Надо дело делать – и, к великой чести Блока, следует сказать, что он чувствовал это глубже какого-либо другого нового русского поэта. Чем был бы без него русский модернизм, этот столь теперь восхваляемый серебряный век, похожий на пир во время чумы? «Век» был вызывающе беспечен и беспечность свою с гордостью противопоставлял наследию века предыдущего. «Век» бессовестно играл в тайны, многозначительно давая понять, что узнал что-то важнейшее, открыл что-то вещее, и многие из нас, из тогдашнего декадентствовавшего стада, из тогдашней желторотой литературной молодёжи, откликались, ловились на удочку и с дрожью раскрывали «Весы» или даже поздний, уже обмельчавший «Аполлон», надеясь вот-вот прозреть, приобщиться, удостоиться посвящения.[5]
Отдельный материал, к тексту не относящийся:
impl<M: MemoryBus> CPU<M> {
    /// Creates a new CPU with the given memory bus.
    ///
    /// Registers start in the reset state (PC = 0xFFFC, SP = 0xFF, all
    /// flags and registers clear) but memory is left untouched; call
    /// [`CPU::reset`] for the full reset contract including memory
    /// re-initialization.
    pub fn new(memory: M) -> Self {
        Self {
            a: 0x00,
            x: 0x00,
            y: 0x00,
            pc: RESET_PC,
            sp: RESET_SP,
            status: Status::new(),
            cycles: 0,
            memory,
        }
    }

    /// Resets the CPU and its memory to the power-on state.
    ///
    /// - PC = 0xFFFC, SP = 0xFF
    /// - A, X, Y and every status flag cleared
    /// - Cycle counter zeroed
    /// - Memory re-initialized via [`MemoryBus::reset`] (zero-fill for
    ///   `FlatMemory`)
    ///
    /// The reset vector at 0xFFFC/0xFFFD is *not* dereferenced; callers
    /// whose program entry differs must set PC explicitly.
    pub fn reset(&mut self) {
        self.pc = RESET_PC;
        self.sp = RESET_SP;
        self.a = 0x00;
        self.x = 0x00;
        self.y = 0x00;
        self.status = Status::new();
        self.cycles = 0;
        self.memory.reset();
    }

    /// Executes one instruction and advances the CPU state.
    ///
    /// Performs the fetch-decode-execute cycle:
    /// 1. Fetch the opcode byte at PC
    /// 2. Look up the instruction in the opcode table
    /// 3. Dispatch to the instruction handler, which consumes its
    ///    documented cycle cost (plus page-crossing/branch extras) and
    ///    advances PC
    ///
    /// An undocumented opcode is reported via `log::warn!`, charged the
    /// one-cycle opcode fetch, and skipped.
    ///
    /// # Examples
    ///
    /// ```
    /// use core6502::{CPU, FlatMemory, MemoryBus};
    ///
    /// let mut cpu = CPU::new(FlatMemory::new());
    /// cpu.memory_mut().write(0x8000, 0xEA); // NOP
    /// cpu.set_pc(0x8000);
    ///
    /// cpu.step();
    /// assert_eq!(cpu.pc(), 0x8001);
    /// assert_eq!(cpu.cycles(), 2);
    /// ```
    pub fn step(&mut self) {
        let opcode = self.memory.read(self.pc);
        instructions::dispatch(self, opcode);
    }

    /// Runs the CPU for at least the given number of cycles.
    ///
    /// Executes instructions until the cycle budget is exhausted and
    /// returns the actual number of cycles consumed. The budget is a
    /// minimum work unit, not a hard deadline: an instruction begun inside
    /// the budget always completes, so the return value may exceed the
    /// budget by up to one instruction's cost.
    ///
    /// A program that loops forever will not self-terminate; the caller
    /// bounds execution solely through the budget.
    ///
    /// # Examples
    ///
    /// ```
    /// use core6502::{CPU, FlatMemory, MemoryBus};
    ///
    /// let mut cpu = CPU::new(FlatMemory::new());
    /// for addr in 0x8000..0x8010 {
    ///     cpu.memory_mut().write(addr, 0xEA); // NOP, 2 cycles each
    /// }
    /// cpu.set_pc(0x8000);
    ///
    /// let consumed = cpu.run_for_cycles(7);
    /// assert_eq!(consumed, 8); // fourth NOP completes past the budget
    /// ```
    pub fn run_for_cycles(&mut self, cycle_budget: u64) -> u64 {
        let start_cycles = self.cycles;
        let target_cycles = start_cycles + cycle_budget;

        while self.cycles < target_cycles {
            self.step();
        }

        self.cycles - start_cycles
    }

    /// Logs a register and flag dump at debug level.
    ///
    /// Informational only; the output format is not part of the
    /// functional contract.
    pub fn debug_report(&self) {
        log::debug!(
            "PC: {:04X}, SP: {:02X}, A: {:02X}, X: {:02X}, Y: {:02X}, cycles: {}",
            self.pc,
            self.sp,
            self.a,
            self.x,
            self.y,
            self.cycles
        );
        log::debug!(
            "C: {}, Z: {}, I: {}, D: {}, B: {}, V: {}, N: {}",
            u8::from(self.status.carry),
            u8::from(self.status.zero),
            u8::from(self.status.interrupt_disable),
            u8::from(self.status.decimal),
            u8::from(self.status.break_command),
            u8::from(self.status.overflow),
            u8::from(self.status.negative)
        );
    }

    // ========== Memory Access Primitives ==========

    /// Reads a byte at an explicit address; PC untouched.
    pub(crate) fn read_byte(&self, addr: u16) -> u8 {
        self.memory.read(addr)
    }

    /// Reads a little-endian word at an explicit address. The second byte
    /// comes from addr+1, wrapping within the 64KB ring.
    pub(crate) fn read_word(&self, addr: u16) -> u16 {
        let low = self.memory.read(addr) as u16;
        let high = self.memory.read(addr.wrapping_add(1)) as u16;
        (high << 8) | low
    }

    /// Writes a byte at an explicit address.
    pub(crate) fn write_byte(&mut self, addr: u16, value: u8) {
        self.memory.write(addr, value);
    }

    /// Writes a little-endian word at an explicit address, wrapping within
    /// the 64KB ring.
    #[allow(dead_code)]
    pub(crate) fn write_word(&mut self, addr: u16, value: u16) {
        self.memory.write(addr, (value & 0xFF) as u8);
        self.memory.write(addr.wrapping_add(1), (value >> 8) as u8);
    }

    /// Reads a little-endian word from a zero-page pointer, wrapping the
    /// high-byte read within page 0.
    fn read_zero_page_word(&self, zp_addr: u8) -> u16 {
        let low = self.memory.read(zp_addr as u16) as u16;
        let high = self.memory.read(zp_addr.wrapping_add(1) as u16) as u16;
        (high << 8) | low
    }

    // ========== Addressing-Mode Resolution ==========

    /// Resolves the effective address for the given addressing mode,
    /// reading operand bytes relative to the current PC (which still points
    /// at the opcode). Returns the address and whether the index addition
    /// crossed a 256-byte page boundary.
    ///
    /// Handlers charge the +1 page-crossing cycle only on read-class
    /// instructions; stores always pay the fixed cost.
    pub(crate) fn operand_address(&self, mode: AddressingMode) -> (u16, bool) {
        match mode {
            AddressingMode::Immediate => (self.pc.wrapping_add(1), false),
            AddressingMode::ZeroPage => {
                let addr = self.memory.read(self.pc.wrapping_add(1));
                (addr as u16, false)
            }
            AddressingMode::ZeroPageX => {
                // Wraps mod 256: the effective address stays in page 0
                let base = self.memory.read(self.pc.wrapping_add(1));
                (base.wrapping_add(self.x) as u16, false)
            }
            AddressingMode::ZeroPageY => {
                let base = self.memory.read(self.pc.wrapping_add(1));
                (base.wrapping_add(self.y) as u16, false)
            }
            AddressingMode::Absolute => (self.read_word(self.pc.wrapping_add(1)), false),
            AddressingMode::AbsoluteX => {
                let base = self.read_word(self.pc.wrapping_add(1));
                let addr = base.wrapping_add(self.x as u16);
                (addr, Self::page_crossed(base, addr))
            }
            AddressingMode::AbsoluteY => {
                let base = self.read_word(self.pc.wrapping_add(1));
                let addr = base.wrapping_add(self.y as u16);
                (addr, Self::page_crossed(base, addr))
            }
            AddressingMode::Indirect => {
                let ptr = self.read_word(self.pc.wrapping_add(1));
                (self.read_word(ptr), false)
            }
            AddressingMode::IndirectX => {
                // Operand + X names a page-0 pointer, zero-page wrapped
                let zp = self
                    .memory
                    .read(self.pc.wrapping_add(1))
                    .wrapping_add(self.x);
                (self.read_zero_page_word(zp), false)
            }
            AddressingMode::IndirectY => {
                let zp = self.memory.read(self.pc.wrapping_add(1));
                let base = self.read_zero_page_word(zp);
                let addr = base.wrapping_add(self.y as u16);
                (addr, Self::page_crossed(base, addr))
            }
            AddressingMode::Implicit | AddressingMode::Accumulator | AddressingMode::Relative => {
                // These modes have no effective address; handlers deal with
                // them directly and never ask for one.
                (0, false)
            }
        }
    }

    /// Resolves the addressing mode and reads the operand byte.
    /// Returns the value and the page-crossing indicator.
    pub(crate) fn operand_value(&self, mode: AddressingMode) -> (u8, bool) {
        let (addr, page_crossed) = self.operand_address(mode);
        (self.memory.read(addr), page_crossed)
    }

    /// A page boundary is crossed when the index addition changes the high
    /// byte of the address.
    fn page_crossed(base: u16, addr: u16) -> bool {
        (base & 0xFF00) != (addr & 0xFF00)
    }

    // ========== Stack Primitives ==========

    /// Pushes a byte onto the stack: write at STACK_BASE | SP, then
    /// decrement SP. SP wraps silently within the stack page.
    pub fn push_byte(&mut self, value: u8) {
        self.memory.write(STACK_BASE | (self.sp as u16), value);
        self.sp = self.sp.wrapping_sub(1);
    }

    /// Pops a byte from the stack: increment SP, then read at
    /// STACK_BASE | SP.
    pub fn pop_byte(&mut self) -> u8 {
        self.sp = self.sp.wrapping_add(1);
        self.memory.read(STACK_BASE | (self.sp as u16))
    }

    /// Pushes a word onto the stack, high byte first, so a later
    /// `pop_word` reconstructs it little-endian.
    pub fn push_word(&mut self, value: u16) {
        self.push_byte((value >> 8) as u8);
        self.push_byte((value & 0xFF) as u8);
    }

    /// Pops a word from the stack (low byte first).
    pub fn pop_word(&mut self) -> u16 {
        let low = self.pop_byte() as u16;
        let high = self.pop_byte() as u16;
        (high << 8) | low
    }

    // ========== Flag Helpers ==========

    /// Sets Zero from `value == 0` and Negative from bit 7 of `value`.
    pub(crate) fn update_zero_and_negative(&mut self, value: u8) {
        self.status.zero = value == 0;
        self.status.negative = (value & 0x80) != 0;
    }

    // ========== Register Getters ==========

    /// Returns the accumulator register value.
    pub fn a(&self) -> u8 {
        self.a
    }

    /// Returns the X index register value.
    pub fn x(&self) -> u8 {
        self.x
    }

    /// Returns the Y index register value.
    pub fn y(&self) -> u8 {
        self.y
    }

    /// Returns the program counter value.
    pub fn pc(&self) -> u16 {
        self.pc
    }

    /// Returns the stack pointer value.
    ///
    /// Note: the full stack address is 0x0100 + SP. The stack grows
    /// downward from 0x01FF.
    pub fn sp(&self) -> u8 {
        self.sp
    }

    /// Returns the status register as a packed NV-BDIZC byte.
    pub fn status(&self) -> u8 {
        self.status.to_byte()
    }

    /// Returns the total number of CPU cycles executed since reset.
    pub fn cycles(&self) -> u64 {
        self.cycles
    }

    // ========== Register Setters ==========

    /// Sets the accumulator register.
    pub fn set_a(&mut self, value: u8) {
        self.a = value;
    }

    /// Sets the X index register.
    pub fn set_x(&mut self, value: u8) {
        self.x = value;
    }

    /// Sets the Y index register.
    pub fn set_y(&mut self, value: u8) {
        self.y = value;
    }

    /// Sets the program counter.
    pub fn set_pc(&mut self, value: u16) {
        self.pc = value;
    }

    /// Sets the stack pointer.
    pub fn set_sp(&mut self, value: u8) {
        self.sp = value;
    }

    /// Replaces the whole status register from a packed NV-BDIZC byte.
    pub fn set_status(&mut self, byte: u8) {
        self.status = Status::from_byte(byte);
    }

    // ========== Status Flag Accessors ==========

    /// Returns true if the Negative flag is set.
    pub fn flag_n(&self) -> bool {
        self.status.negative
    }

    /// Returns true if the Overflow flag is set.
    pub fn flag_v(&self) -> bool {
        self.status.overflow
    }

    /// Returns true if the Break flag is set.
    pub fn flag_b(&self) -> bool {
        self.status.break_command
    }

    /// Returns true if the Decimal mode flag is set.
    pub fn flag_d(&self) -> bool {
        self.status.decimal
    }

    /// Returns true if the Interrupt Disable flag is set.
    pub fn flag_i(&self) -> bool {
        self.status.interrupt_disable
    }

    /// Returns true if the Zero flag is set.
    pub fn flag_z(&self) -> bool {
        self.status.zero
    }

    /// Returns true if the Carry flag is set.
    pub fn flag_c(&self) -> bool {
        self.status.carry
    }

    /// Sets the Negative flag.
    pub fn set_flag_n(&mut self, value: bool) {
        self.status.negative = value;
    }

    /// Sets the Overflow flag.
    pub fn set_flag_v(&mut self, value: bool) {
        self.status.overflow = value;
    }

    /// Sets the Break flag.
    pub fn set_flag_b(&mut self, value: bool) {
        self.status.break_command = value;
    }

    /// Sets the Decimal mode flag.
    pub fn set_flag_d(&mut self, value: bool) {
        self.status.decimal = value;
    }

    /// Sets the Interrupt Disable flag.
    pub fn set_flag_i(&mut self, value: bool) {
        self.status.interrupt_disable = value;
    }

    /// Sets the Zero flag.
    pub fn set_flag_z(&mut self, value: bool) {
        self.status.zero = value;
    }

    /// Sets the Carry flag.
    pub fn set_flag_c(&mut self, value: bool) {
        self.status.carry = value;
    }

    // ========== Memory Access ==========

    /// Returns a shared reference to the memory bus.
    pub fn memory(&self) -> &M {
        &self.memory
    }

    /// Returns a mutable reference to the memory bus.
    pub fn memory_mut(&mut self) -> &mut M {
        &mut self.memory
    }
}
Блок по природной честности своей не допускал обмана, верил не только Соловьеву, но и тем, кто на фальшиво-глубокомысленной интерпретации соловьевских трех видений бойко делал литературную карьеру. А когда догадался, что был одурачен, сделался навсегда угрюм и печален, вплоть до революции, которая его не оживила, нет, а только гальванизировала. Не в этом ли ключ к «Двенадцати»: обида, счет за духовное шулерство, поиски хоть какого-нибудь выхода и избавления. Блока возвышает не столько самый талант, сколько требовательная и настороженная серьезность таланта, отталкивание от комедиантства, слух к ошибкам и горечь от сознания их, в частности своих личных, к которым перед смертью причислил он «Двенадцать» как ошибку тягчайшую. Блок знал, что поэзия должна быть делом, но, как никто другой, чувствовал и пропасть, отделяющую «должна быть» от «становится», «стала». Он запутался, погиб, но погиб в столкновении с силами, которые навсегда в русской литературе облагородили его облик. Даже стоя на этом берегу, он обращен был к берегу иному и весь озарен был его далёким сиянием.

вернуться

5

Думаю все же, по далеким, дорогим воспоминаниям, что «что-то» загадочное, неподдающееся определению, «какой-то отблеск какого-то света» тогда действительно мелькнул в сознаниях. Но сколько было лживой шумихи, бесподобно описанной Андреем Белым, сколько было подделок, подлаживаний! Уже здесь, в Париже, у меня был об этом любопытнейший разговор с Зинаидой Николаевной Гиппиус, «бабушкой русского декадентства», разговор, о котором стоило бы когда-нибудь рассказать. Она отрицала то, что до сих пор представляется мне несомненным, и настойчиво повторяла:

-Нет, не было ничего!

Но едва ли была она права.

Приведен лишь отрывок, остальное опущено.